# [EXERCISE OBJECTIVE]
If a line of the material holds the string "Imported", please copy it.

(EXERCISE INPUT)

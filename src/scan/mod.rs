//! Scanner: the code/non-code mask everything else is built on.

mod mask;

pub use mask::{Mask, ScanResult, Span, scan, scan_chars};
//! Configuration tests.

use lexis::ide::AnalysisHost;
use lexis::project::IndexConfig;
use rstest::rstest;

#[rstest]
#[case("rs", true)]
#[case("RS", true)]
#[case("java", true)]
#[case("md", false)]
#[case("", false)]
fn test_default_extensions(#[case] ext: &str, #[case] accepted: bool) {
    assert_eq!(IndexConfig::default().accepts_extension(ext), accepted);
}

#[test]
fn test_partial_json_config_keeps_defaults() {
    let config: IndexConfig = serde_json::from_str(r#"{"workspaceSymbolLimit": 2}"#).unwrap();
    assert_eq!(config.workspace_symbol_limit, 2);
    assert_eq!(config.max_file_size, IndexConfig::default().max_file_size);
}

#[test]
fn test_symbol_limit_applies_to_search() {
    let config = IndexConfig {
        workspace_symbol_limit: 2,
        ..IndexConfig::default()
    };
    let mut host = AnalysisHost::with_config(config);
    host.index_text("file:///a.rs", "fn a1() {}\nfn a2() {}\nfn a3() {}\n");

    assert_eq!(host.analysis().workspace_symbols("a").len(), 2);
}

(End EXERCISE INPUT)
(EXERCISE INPUT)

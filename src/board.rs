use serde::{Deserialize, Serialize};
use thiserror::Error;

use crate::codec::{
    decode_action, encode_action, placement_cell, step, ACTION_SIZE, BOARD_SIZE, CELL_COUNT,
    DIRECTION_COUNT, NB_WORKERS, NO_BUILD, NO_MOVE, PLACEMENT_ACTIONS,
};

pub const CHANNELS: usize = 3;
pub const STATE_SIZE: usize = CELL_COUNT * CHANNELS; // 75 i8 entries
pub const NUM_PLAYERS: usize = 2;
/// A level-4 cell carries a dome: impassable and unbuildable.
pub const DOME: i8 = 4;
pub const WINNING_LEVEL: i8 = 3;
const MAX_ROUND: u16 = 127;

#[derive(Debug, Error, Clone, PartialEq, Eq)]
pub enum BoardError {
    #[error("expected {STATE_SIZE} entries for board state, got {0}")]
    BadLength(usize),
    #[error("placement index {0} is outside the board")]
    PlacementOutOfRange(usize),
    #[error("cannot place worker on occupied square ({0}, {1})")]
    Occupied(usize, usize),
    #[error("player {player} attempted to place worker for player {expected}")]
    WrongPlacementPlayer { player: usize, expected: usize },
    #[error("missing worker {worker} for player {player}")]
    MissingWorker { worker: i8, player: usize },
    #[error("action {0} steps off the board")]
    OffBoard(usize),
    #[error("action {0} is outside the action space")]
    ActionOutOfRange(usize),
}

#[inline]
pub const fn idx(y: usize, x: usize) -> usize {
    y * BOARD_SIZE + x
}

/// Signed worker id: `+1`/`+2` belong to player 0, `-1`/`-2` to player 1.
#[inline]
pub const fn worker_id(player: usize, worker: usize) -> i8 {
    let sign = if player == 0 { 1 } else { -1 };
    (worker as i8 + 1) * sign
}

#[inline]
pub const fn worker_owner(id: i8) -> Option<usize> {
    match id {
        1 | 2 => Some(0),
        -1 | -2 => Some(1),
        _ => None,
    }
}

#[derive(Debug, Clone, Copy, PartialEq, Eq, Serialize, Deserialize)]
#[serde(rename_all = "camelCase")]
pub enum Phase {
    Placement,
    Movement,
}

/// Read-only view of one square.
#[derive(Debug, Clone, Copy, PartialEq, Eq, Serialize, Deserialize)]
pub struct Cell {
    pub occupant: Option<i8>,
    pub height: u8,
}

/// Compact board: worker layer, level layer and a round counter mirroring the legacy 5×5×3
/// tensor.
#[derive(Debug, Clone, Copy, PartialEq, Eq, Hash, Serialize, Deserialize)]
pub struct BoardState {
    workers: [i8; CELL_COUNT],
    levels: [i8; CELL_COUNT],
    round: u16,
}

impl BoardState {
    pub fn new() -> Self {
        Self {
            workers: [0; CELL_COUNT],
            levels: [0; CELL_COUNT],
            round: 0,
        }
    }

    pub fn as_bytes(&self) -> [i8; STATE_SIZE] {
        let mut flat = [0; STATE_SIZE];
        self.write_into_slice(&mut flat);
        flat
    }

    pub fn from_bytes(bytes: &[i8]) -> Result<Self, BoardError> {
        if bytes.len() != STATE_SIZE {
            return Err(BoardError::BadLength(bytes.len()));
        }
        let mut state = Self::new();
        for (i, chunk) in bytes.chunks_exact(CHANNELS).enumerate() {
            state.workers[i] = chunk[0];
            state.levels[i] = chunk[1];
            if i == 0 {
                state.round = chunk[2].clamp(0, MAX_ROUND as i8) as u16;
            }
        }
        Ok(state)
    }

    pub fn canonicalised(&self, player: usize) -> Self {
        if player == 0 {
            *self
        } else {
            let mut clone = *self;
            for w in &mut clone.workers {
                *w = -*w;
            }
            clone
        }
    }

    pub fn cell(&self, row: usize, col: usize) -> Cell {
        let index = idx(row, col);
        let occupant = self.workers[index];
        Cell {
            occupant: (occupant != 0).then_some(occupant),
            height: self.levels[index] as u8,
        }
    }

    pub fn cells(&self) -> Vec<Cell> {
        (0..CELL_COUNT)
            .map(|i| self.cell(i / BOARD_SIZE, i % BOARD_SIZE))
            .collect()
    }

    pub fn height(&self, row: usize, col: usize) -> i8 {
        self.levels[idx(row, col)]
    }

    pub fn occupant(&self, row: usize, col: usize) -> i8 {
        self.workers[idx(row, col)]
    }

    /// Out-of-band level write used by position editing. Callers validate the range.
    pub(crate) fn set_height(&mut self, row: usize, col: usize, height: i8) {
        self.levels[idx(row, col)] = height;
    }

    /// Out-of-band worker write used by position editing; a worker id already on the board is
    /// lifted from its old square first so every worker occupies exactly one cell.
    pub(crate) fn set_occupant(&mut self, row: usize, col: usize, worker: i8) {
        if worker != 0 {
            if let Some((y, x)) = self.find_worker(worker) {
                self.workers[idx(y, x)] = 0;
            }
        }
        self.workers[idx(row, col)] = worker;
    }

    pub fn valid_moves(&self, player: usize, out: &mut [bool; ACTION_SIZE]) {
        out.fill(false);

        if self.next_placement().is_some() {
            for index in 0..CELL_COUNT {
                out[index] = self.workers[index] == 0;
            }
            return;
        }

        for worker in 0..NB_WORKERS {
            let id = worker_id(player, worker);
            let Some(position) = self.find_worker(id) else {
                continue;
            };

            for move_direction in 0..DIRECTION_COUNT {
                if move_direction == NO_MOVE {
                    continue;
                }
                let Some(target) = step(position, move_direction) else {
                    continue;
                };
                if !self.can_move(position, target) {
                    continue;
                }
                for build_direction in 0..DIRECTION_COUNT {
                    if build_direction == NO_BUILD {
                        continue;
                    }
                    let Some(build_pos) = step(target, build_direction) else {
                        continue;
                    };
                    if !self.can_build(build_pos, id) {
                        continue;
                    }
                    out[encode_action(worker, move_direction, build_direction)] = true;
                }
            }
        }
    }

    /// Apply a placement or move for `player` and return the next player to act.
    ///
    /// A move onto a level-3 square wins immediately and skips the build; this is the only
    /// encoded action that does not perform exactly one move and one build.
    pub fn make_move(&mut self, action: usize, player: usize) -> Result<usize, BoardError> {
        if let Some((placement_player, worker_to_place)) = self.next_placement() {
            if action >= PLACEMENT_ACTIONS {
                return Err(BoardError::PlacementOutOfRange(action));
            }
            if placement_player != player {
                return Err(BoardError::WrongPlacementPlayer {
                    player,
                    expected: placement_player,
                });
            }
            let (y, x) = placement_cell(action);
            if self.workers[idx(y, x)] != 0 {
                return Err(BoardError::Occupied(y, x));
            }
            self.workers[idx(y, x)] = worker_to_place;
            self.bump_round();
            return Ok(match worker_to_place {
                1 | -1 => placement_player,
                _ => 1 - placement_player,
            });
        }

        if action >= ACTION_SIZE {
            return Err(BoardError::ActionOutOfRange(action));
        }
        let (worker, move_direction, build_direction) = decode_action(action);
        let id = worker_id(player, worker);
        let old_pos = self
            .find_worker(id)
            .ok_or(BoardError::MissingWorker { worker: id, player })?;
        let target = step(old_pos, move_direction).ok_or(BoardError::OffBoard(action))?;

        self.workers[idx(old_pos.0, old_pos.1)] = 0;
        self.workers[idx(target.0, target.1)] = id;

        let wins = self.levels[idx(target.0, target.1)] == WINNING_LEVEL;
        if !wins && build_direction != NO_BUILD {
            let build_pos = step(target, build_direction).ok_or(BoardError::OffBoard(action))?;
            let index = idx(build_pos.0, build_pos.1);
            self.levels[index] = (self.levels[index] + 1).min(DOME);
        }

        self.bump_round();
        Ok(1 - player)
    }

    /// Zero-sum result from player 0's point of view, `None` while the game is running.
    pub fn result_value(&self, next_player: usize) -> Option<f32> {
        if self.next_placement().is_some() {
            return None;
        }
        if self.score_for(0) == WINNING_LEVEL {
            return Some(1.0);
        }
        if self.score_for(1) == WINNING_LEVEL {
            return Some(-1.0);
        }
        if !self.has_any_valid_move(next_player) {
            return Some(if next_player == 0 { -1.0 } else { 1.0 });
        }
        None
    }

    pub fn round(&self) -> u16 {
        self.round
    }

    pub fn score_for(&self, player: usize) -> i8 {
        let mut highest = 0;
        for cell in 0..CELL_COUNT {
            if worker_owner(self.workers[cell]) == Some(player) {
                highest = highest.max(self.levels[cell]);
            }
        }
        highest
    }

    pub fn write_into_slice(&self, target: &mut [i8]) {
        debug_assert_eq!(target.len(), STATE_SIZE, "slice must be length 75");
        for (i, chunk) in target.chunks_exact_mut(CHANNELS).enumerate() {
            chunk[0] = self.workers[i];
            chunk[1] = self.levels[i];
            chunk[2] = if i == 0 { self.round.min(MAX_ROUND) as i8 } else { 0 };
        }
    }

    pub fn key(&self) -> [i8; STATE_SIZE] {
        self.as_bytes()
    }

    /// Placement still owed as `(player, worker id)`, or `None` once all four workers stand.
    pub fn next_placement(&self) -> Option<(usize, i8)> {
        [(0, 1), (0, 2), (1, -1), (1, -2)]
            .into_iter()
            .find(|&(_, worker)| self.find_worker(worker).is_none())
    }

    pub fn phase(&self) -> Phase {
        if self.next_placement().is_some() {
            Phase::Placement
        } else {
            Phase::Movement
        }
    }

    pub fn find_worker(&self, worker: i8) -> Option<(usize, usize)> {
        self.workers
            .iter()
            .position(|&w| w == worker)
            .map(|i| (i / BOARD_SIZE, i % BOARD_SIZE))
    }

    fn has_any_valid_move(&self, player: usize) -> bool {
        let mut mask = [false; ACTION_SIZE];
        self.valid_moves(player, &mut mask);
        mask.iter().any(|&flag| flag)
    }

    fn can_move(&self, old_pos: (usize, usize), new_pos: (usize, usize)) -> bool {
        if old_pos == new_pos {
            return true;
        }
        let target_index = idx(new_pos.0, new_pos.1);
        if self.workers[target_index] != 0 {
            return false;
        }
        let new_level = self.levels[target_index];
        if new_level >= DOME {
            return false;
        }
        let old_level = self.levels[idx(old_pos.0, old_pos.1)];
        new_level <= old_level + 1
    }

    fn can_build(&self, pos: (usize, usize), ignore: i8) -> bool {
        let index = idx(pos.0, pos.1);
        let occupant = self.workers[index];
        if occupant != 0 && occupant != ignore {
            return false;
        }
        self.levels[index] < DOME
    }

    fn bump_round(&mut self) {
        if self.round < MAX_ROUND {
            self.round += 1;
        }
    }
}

(End EXERCISE INPUT)
(EXERCISE INPUT)

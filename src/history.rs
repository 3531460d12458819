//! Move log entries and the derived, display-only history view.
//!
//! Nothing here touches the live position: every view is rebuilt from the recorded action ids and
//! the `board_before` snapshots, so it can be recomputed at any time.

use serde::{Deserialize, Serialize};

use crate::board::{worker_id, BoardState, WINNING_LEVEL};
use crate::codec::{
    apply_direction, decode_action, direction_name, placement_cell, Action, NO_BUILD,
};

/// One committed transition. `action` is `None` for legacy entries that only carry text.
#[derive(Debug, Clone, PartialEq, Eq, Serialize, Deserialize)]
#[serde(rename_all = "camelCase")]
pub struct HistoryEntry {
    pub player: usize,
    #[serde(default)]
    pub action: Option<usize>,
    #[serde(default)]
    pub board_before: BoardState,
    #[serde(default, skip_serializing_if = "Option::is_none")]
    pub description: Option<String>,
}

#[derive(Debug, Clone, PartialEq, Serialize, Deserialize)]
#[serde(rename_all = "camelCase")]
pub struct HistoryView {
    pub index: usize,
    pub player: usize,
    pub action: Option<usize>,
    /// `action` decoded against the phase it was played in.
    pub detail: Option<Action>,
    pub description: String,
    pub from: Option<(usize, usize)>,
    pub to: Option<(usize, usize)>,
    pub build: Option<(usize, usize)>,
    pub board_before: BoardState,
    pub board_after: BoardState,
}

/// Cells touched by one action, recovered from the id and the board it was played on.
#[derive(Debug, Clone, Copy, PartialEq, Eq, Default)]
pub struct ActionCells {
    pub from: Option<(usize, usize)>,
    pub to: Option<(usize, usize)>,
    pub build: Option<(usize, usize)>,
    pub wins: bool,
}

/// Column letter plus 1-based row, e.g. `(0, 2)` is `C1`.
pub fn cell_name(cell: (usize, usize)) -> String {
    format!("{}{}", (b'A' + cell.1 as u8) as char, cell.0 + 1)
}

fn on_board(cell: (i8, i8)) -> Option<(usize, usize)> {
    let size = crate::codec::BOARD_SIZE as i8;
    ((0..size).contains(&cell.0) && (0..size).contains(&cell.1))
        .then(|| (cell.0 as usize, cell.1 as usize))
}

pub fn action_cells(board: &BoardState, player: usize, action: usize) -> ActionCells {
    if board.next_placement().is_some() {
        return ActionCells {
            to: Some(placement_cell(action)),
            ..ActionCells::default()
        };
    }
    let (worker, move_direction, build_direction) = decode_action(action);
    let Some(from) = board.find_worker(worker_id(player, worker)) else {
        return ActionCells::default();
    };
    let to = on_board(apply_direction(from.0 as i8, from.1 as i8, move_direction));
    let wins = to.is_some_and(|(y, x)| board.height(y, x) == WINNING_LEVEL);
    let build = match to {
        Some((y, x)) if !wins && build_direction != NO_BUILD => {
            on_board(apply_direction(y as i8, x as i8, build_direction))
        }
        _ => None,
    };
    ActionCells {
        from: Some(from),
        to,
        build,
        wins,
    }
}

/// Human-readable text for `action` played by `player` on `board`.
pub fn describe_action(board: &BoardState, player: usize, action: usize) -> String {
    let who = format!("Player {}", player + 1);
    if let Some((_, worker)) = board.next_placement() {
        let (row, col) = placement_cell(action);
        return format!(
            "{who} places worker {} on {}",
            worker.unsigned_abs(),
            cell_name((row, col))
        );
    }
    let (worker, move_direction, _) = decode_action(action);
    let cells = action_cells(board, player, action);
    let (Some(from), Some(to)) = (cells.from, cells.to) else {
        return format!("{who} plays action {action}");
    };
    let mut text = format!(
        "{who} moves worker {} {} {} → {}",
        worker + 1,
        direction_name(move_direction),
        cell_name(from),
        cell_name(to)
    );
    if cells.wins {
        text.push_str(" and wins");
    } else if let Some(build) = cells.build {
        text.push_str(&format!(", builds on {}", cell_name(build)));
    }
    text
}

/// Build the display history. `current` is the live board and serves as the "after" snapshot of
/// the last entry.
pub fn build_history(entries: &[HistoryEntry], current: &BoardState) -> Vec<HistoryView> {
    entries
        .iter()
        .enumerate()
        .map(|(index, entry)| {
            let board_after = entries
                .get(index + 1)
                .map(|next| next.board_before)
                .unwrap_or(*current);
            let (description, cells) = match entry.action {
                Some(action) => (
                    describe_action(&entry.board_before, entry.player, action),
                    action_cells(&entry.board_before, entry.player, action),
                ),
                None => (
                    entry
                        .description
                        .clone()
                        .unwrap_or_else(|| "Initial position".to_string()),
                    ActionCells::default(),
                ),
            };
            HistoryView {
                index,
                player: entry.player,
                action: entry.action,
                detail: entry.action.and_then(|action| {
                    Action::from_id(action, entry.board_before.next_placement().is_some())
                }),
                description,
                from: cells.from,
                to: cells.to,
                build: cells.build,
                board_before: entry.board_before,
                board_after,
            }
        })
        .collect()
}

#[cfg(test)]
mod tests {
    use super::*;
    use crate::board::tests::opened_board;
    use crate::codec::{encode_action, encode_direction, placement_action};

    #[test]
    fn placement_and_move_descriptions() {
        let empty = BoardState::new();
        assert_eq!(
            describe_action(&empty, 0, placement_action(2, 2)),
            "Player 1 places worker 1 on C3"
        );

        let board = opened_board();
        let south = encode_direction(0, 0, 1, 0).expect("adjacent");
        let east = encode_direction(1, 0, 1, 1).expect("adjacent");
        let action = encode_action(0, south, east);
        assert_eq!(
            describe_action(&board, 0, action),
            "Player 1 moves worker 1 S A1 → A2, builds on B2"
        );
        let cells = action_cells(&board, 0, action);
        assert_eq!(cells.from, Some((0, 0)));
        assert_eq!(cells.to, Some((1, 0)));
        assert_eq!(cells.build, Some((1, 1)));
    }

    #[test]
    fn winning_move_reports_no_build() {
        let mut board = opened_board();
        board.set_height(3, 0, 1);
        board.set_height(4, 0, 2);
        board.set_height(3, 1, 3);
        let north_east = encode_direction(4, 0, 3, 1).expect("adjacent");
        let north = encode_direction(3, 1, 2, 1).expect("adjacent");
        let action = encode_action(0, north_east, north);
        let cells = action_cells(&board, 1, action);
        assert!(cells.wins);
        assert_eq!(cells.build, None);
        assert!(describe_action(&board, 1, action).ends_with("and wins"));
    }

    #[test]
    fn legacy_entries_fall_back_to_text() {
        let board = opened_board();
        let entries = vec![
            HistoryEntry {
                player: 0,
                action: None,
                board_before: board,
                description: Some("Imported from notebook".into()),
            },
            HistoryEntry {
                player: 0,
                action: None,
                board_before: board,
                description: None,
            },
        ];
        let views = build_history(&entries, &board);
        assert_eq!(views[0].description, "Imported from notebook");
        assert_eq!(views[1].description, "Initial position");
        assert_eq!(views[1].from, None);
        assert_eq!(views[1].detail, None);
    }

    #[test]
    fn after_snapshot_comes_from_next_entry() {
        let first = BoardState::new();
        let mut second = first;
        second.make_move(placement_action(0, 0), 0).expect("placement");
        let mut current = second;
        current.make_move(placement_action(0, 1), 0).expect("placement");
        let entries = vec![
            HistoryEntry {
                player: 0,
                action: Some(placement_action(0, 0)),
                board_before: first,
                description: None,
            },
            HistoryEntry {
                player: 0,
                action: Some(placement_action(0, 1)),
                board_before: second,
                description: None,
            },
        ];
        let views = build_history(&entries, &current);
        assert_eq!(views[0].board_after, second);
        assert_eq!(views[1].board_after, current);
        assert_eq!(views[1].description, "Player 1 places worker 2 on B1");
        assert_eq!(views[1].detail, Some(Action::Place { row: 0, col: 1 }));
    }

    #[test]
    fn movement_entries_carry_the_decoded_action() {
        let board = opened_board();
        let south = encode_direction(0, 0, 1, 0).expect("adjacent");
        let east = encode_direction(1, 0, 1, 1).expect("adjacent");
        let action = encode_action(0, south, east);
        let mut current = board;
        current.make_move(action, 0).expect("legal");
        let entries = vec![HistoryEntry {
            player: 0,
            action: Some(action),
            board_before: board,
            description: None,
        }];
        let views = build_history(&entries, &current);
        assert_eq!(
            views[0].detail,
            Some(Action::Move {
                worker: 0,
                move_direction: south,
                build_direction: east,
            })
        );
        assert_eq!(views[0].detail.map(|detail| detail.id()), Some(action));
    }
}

(End EXERCISE INPUT)

# [ANSWER AREA]
                description: Some("Imported from notebook".into()),
        assert_eq!(views[0].description, "Imported from notebook");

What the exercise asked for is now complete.